* [REQUIRED ACTION] Across the entries below, how many lines contain the string "InitialWordSource"? Only the number is wanted.

[Collected data]
:::

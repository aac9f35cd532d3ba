//! Vocabulary word cards.

use serde::{Deserialize, Serialize};

use crate::error::WordCardError;

/// Number of words on every card offered during a session.
pub const WORDS_PER_CARD: usize = 4;

/// An ordered set of vocabulary words the author must use in one episode.
///
/// The cardinality is fixed at [`WORDS_PER_CARD`]; cards of any other size
/// are rejected at construction and deserialization.
#[derive(Debug, Clone, PartialEq, Eq, Serialize, Deserialize)]
#[serde(try_from = "Vec<String>", into = "Vec<String>")]
pub struct WordCard(Vec<String>);

impl WordCard {
    /// Creates a card from its words.
    ///
    /// # Errors
    ///
    /// Returns `WordCardError` if `words` does not hold exactly
    /// [`WORDS_PER_CARD`] entries.
    pub fn new(words: Vec<String>) -> Result<Self, WordCardError> {
        if words.len() != WORDS_PER_CARD {
            return Err(WordCardError {
                expected: WORDS_PER_CARD,
                actual: words.len(),
            });
        }
        Ok(Self(words))
    }

    /// Returns the words in card order.
    #[must_use]
    pub fn words(&self) -> &[String] {
        &self.0
    }
}

impl TryFrom<Vec<String>> for WordCard {
    type Error = WordCardError;

    fn try_from(words: Vec<String>) -> Result<Self, Self::Error> {
        Self::new(words)
    }
}

impl From<WordCard> for Vec<String> {
    fn from(card: WordCard) -> Self {
        card.0
    }
}
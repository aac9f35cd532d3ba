//! HTTP backend for the story services.

use std::time::Duration;

use async_trait::async_trait;
use reqwest::{Client, RequestBuilder};
use serde::Serialize;
use serde::de::DeserializeOwned;
use serde_json::Value;
use storyweave_core::document::Document;
use storyweave_core::error::ServiceError;
use storyweave_core::services::{
    InitialWordSource, StoryGenerator, StoryPublisher, ThumbnailCatalog,
};
use storyweave_core::story::{PublishedStory, SaveStoryRequest, ThumbnailTemplate};
use storyweave_core::word_card::WordCard;
use tracing::{debug, warn};

const KEYWORDS_PATH: &str = "api/story/chapter/keywords";
const NEXT_CHAPTER_PATH: &str = "api/story/chapter/next";
const THUMBNAIL_TEMPLATES_PATH: &str = "api/thumbnail-templates";
const SAVE_STORY_PATH: &str = "api/story";

#[derive(Serialize)]
struct NextChapterBody<'a> {
    #[serde(rename = "chapterJson")]
    chapter_json: &'a Document,
}

/// Client for the story backend's REST API.
#[derive(Debug, Clone)]
pub struct HttpStoryBackend {
    http: Client,
    base_url: String,
    bearer_token: Option<String>,
}

impl HttpStoryBackend {
    /// Creates a client for the backend at `base_url`. Every request gives up
    /// after `timeout`.
    ///
    /// # Errors
    ///
    /// Returns `ServiceError::Transport` if the HTTP client cannot be built.
    pub fn new(base_url: impl Into<String>, timeout: Duration) -> Result<Self, ServiceError> {
        let http = Client::builder().timeout(timeout).build().map_err(transport)?;
        Ok(Self {
            http,
            base_url: base_url.into().trim_end_matches('/').to_owned(),
            bearer_token: None,
        })
    }

    /// Sends `token` as a bearer credential on every request.
    #[must_use]
    pub fn with_bearer_token(mut self, token: impl Into<String>) -> Self {
        self.bearer_token = Some(token.into());
        self
    }

    fn url(&self, path: &str) -> String {
        format!("{}/{path}", self.base_url)
    }

    fn authorize(&self, request: RequestBuilder) -> RequestBuilder {
        match &self.bearer_token {
            Some(token) => request.bearer_auth(token),
            None => request,
        }
    }

    fn get(&self, path: &str) -> RequestBuilder {
        self.authorize(self.http.get(self.url(path)))
    }

    fn post<B: Serialize + ?Sized>(&self, path: &str, body: &B) -> RequestBuilder {
        self.authorize(self.http.post(self.url(path)).json(body))
    }

    /// Sends `request` and returns the body of a successful response.
    async fn send(&self, path: &str, request: RequestBuilder) -> Result<Vec<u8>, ServiceError> {
        debug!(path, "calling story backend");
        let response = request.send().await.map_err(transport)?;
        let status = response.status();
        if !status.is_success() {
            warn!(path, status = status.as_u16(), "story backend rejected request");
            return Err(ServiceError::Status(status.as_u16()));
        }
        let body = response.bytes().await.map_err(transport)?;
        Ok(body.to_vec())
    }

    async fn fetch<T: DeserializeOwned>(
        &self,
        path: &str,
        request: RequestBuilder,
    ) -> Result<T, ServiceError> {
        let body = self.send(path, request).await?;
        serde_json::from_slice(&body).map_err(|err| {
            warn!(path, error = %err, "story backend sent an unreadable body");
            ServiceError::MalformedResponse(err.to_string())
        })
    }
}

fn transport(err: reqwest::Error) -> ServiceError {
    ServiceError::Transport(err.to_string())
}

/// Reads the save response. The backend may answer with the id as a JSON
/// string, an object carrying `storyId`, or no usable body at all.
fn published_story(body: &[u8]) -> PublishedStory {
    let story_id = match serde_json::from_slice::<Value>(body) {
        Ok(Value::String(id)) => Some(id),
        Ok(Value::Object(fields)) => match fields.get("storyId") {
            Some(Value::String(id)) => Some(id.clone()),
            Some(Value::Number(id)) => Some(id.to_string()),
            _ => None,
        },
        _ => None,
    };
    PublishedStory { story_id }
}

#[async_trait]
impl InitialWordSource for HttpStoryBackend {
    async fn initial_word_cards(&self) -> Result<Vec<WordCard>, ServiceError> {
        self.fetch(KEYWORDS_PATH, self.get(KEYWORDS_PATH)).await
    }
}

#[async_trait]
impl StoryGenerator for HttpStoryBackend {
    async fn next_word_cards(&self, chapter: &Document) -> Result<Vec<WordCard>, ServiceError> {
        let body = NextChapterBody {
            chapter_json: chapter,
        };
        self.fetch(NEXT_CHAPTER_PATH, self.post(NEXT_CHAPTER_PATH, &body))
            .await
    }
}

#[async_trait]
impl ThumbnailCatalog for HttpStoryBackend {
    async fn thumbnail_templates(&self) -> Result<Vec<ThumbnailTemplate>, ServiceError> {
        self.fetch(THUMBNAIL_TEMPLATES_PATH, self.get(THUMBNAIL_TEMPLATES_PATH))
            .await
    }
}

#[async_trait]
impl StoryPublisher for HttpStoryBackend {
    async fn save_story(&self, request: &SaveStoryRequest) -> Result<PublishedStory, ServiceError> {
        let body = self
            .send(SAVE_STORY_PATH, self.post(SAVE_STORY_PATH, request))
            .await?;
        Ok(published_story(&body))
    }
}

:::

* [EXPECTED ANSWER] 2